Porous organic polymers based on deep-cavity calixarene for broad-spectrum and high-affinity drug adsorption in gastrointestinal tract

Abstract

Gastrointestinal adsorption of drugs holds significant clinical value for mitigating local side effects in the digestive tract and enabling immediate intervention in cases of drug overdose. However, the complex gastrointestinal environment presents considerable challenges to the affinity and anti-interference capabilities of adsorbents. Macrocyclic hosts, renowned for their exceptional host–guest recognition properties, offer a promising strategy to overcome these challenges.

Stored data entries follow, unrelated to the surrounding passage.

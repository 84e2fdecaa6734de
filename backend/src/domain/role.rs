//! Portal roles and capability resolution.
//!
//! Role-gated behaviour is decided in exactly one place: [`capabilities`]
//! maps a role to the set of actions it may perform. The route guard and the
//! entity services both consult this table instead of re-deriving
//! `role == admin` at each call site.

use serde::{Deserialize, Serialize};
use utoipa::ToSchema;

/// Portal role assigned to a user profile at invite time.
///
/// A profile's role never changes after creation; no update path touches it.
#[derive(Debug, Clone, Copy, PartialEq, Eq, Hash, Serialize, Deserialize, ToSchema)]
#[serde(rename_all = "lowercase")]
pub enum Role {
    /// Firm administrator: manages users, invites and client accounts.
    Admin,
    /// Staff member assigned to a subset of client accounts.
    Professional,
    /// Portal user linked to a single client account.
    Client,
}

impl Role {
    /// Stable lowercase name used in audit payloads and session state.
    #[must_use]
    pub fn as_str(self) -> &'static str {
        match self {
            Self::Admin => "admin",
            Self::Professional => "professional",
            Self::Client => "client",
        }
    }

    /// Whether this role holds the given capability.
    #[must_use]
    pub fn allows(self, capability: Capability) -> bool {
        capabilities(self).contains(&capability)
    }
}

impl std::fmt::Display for Role {
    fn fmt(&self, f: &mut std::fmt::Formatter<'_>) -> std::fmt::Result {
        f.write_str(self.as_str())
    }
}

/// Actions a role may be permitted to perform.
#[derive(Debug, Clone, Copy, PartialEq, Eq, Hash)]
#[non_exhaustive]
pub enum Capability {
    /// List, update and delete user profiles.
    ManageUsers,
    /// Create and revoke invites.
    ManageInvites,
    /// Create, update and delete client accounts.
    ManageClients,
    /// Replace a client's assigned-professional set.
    AssignProfessionals,
    /// Upload documents for a client account.
    UploadDocuments,
    /// Approve or reject pending documents.
    ReviewDocuments,
    /// Delete a document record and its backing blob.
    DeleteDocuments,
    /// Create tasks for a client account.
    CreateTodos,
    /// Resolve tasks addressed to the caller's audience.
    ResolveTodos,
}

const ADMIN_CAPABILITIES: &[Capability] = &[
    Capability::ManageUsers,
    Capability::ManageInvites,
    Capability::ManageClients,
    Capability::AssignProfessionals,
    Capability::UploadDocuments,
    Capability::ReviewDocuments,
    Capability::DeleteDocuments,
    Capability::CreateTodos,
    Capability::ResolveTodos,
];

const PROFESSIONAL_CAPABILITIES: &[Capability] = &[
    Capability::UploadDocuments,
    Capability::ReviewDocuments,
    Capability::CreateTodos,
    Capability::ResolveTodos,
];

const CLIENT_CAPABILITIES: &[Capability] = &[Capability::UploadDocuments, Capability::ResolveTodos];

/// Resolve the set of capabilities granted to a role.
///
/// # Examples
/// ```
/// use backend::domain::{Capability, Role, capabilities};
///
/// assert!(capabilities(Role::Admin).contains(&Capability::ManageClients));
/// assert!(!capabilities(Role::Client).contains(&Capability::ReviewDocuments));
/// ```
#[must_use]
pub fn capabilities(role: Role) -> &'static [Capability] {
    match role {
        Role::Admin => ADMIN_CAPABILITIES,
        Role::Professional => PROFESSIONAL_CAPABILITIES,
        Role::Client => CLIENT_CAPABILITIES,
    }
}

/// Roles granted a capability.
///
/// The navigation guard derives a scope's admitted roles from the same
/// table the services check, so the two can never disagree.
#[must_use]
pub fn roles_holding(capability: Capability) -> Vec<Role> {
    [Role::Admin, Role::Professional, Role::Client]
        .into_iter()
        .filter(|role| role.allows(capability))
        .collect()
}

#[cfg(test)]
mod tests {
    //! Regression coverage for this module.
    use super::*;
    use rstest::rstest;

    #[rstest]
    #[case(Role::Admin, Capability::ManageUsers, true)]
    #[case(Role::Admin, Capability::DeleteDocuments, true)]
    #[case(Role::Professional, Capability::ManageUsers, false)]
    #[case(Role::Professional, Capability::ReviewDocuments, true)]
    #[case(Role::Professional, Capability::DeleteDocuments, false)]
    #[case(Role::Client, Capability::UploadDocuments, true)]
    #[case(Role::Client, Capability::CreateTodos, false)]
    #[case(Role::Client, Capability::ResolveTodos, true)]
    fn capability_table(#[case] role: Role, #[case] capability: Capability, #[case] allowed: bool) {
        assert_eq!(role.allows(capability), allowed);
    }

    #[rstest]
    fn guard_role_sets_follow_the_capability_table() {
        assert_eq!(roles_holding(Capability::ManageUsers), vec![Role::Admin]);
        assert_eq!(
            roles_holding(Capability::ReviewDocuments),
            vec![Role::Admin, Role::Professional]
        );
        assert_eq!(
            roles_holding(Capability::UploadDocuments),
            vec![Role::Admin, Role::Professional, Role::Client]
        );
    }

    #[rstest]
    fn roles_serialise_lowercase() {
        let json = serde_json::to_string(&Role::Professional).expect("serializable");
        assert_eq!(json, "\"professional\"");
        let back: Role = serde_json::from_str("\"client\"").expect("deserializable");
        assert_eq!(back, Role::Client);
    }
}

In this study, a series of C=C-linked calixarene-based porous organic polymers were synthesized via Knoevenagel condensation. The stable C=C bonds not only enhance the structural stability of the material but also extend the calixarene's cavity longitudinally through conjugation, thereby significantly improving its affinity for drug molecules. Experimental results demonstrate that, under simulated complex gastrointestinal fluid conditions, the prepared calixarene-based polymers exhibit broad-spectrum and highly efficient adsorption performance toward various chemotherapeutic and antidepressant drugs. Notably, our adsorbent demonstrated affinity superior to the best-reported literature values for 9 of the 12 drugs with existing data. Further in vivo experiments demonstrate their superior biological safety and remarkable therapeutic efficacy in preventing chemotherapy-induced mucositis.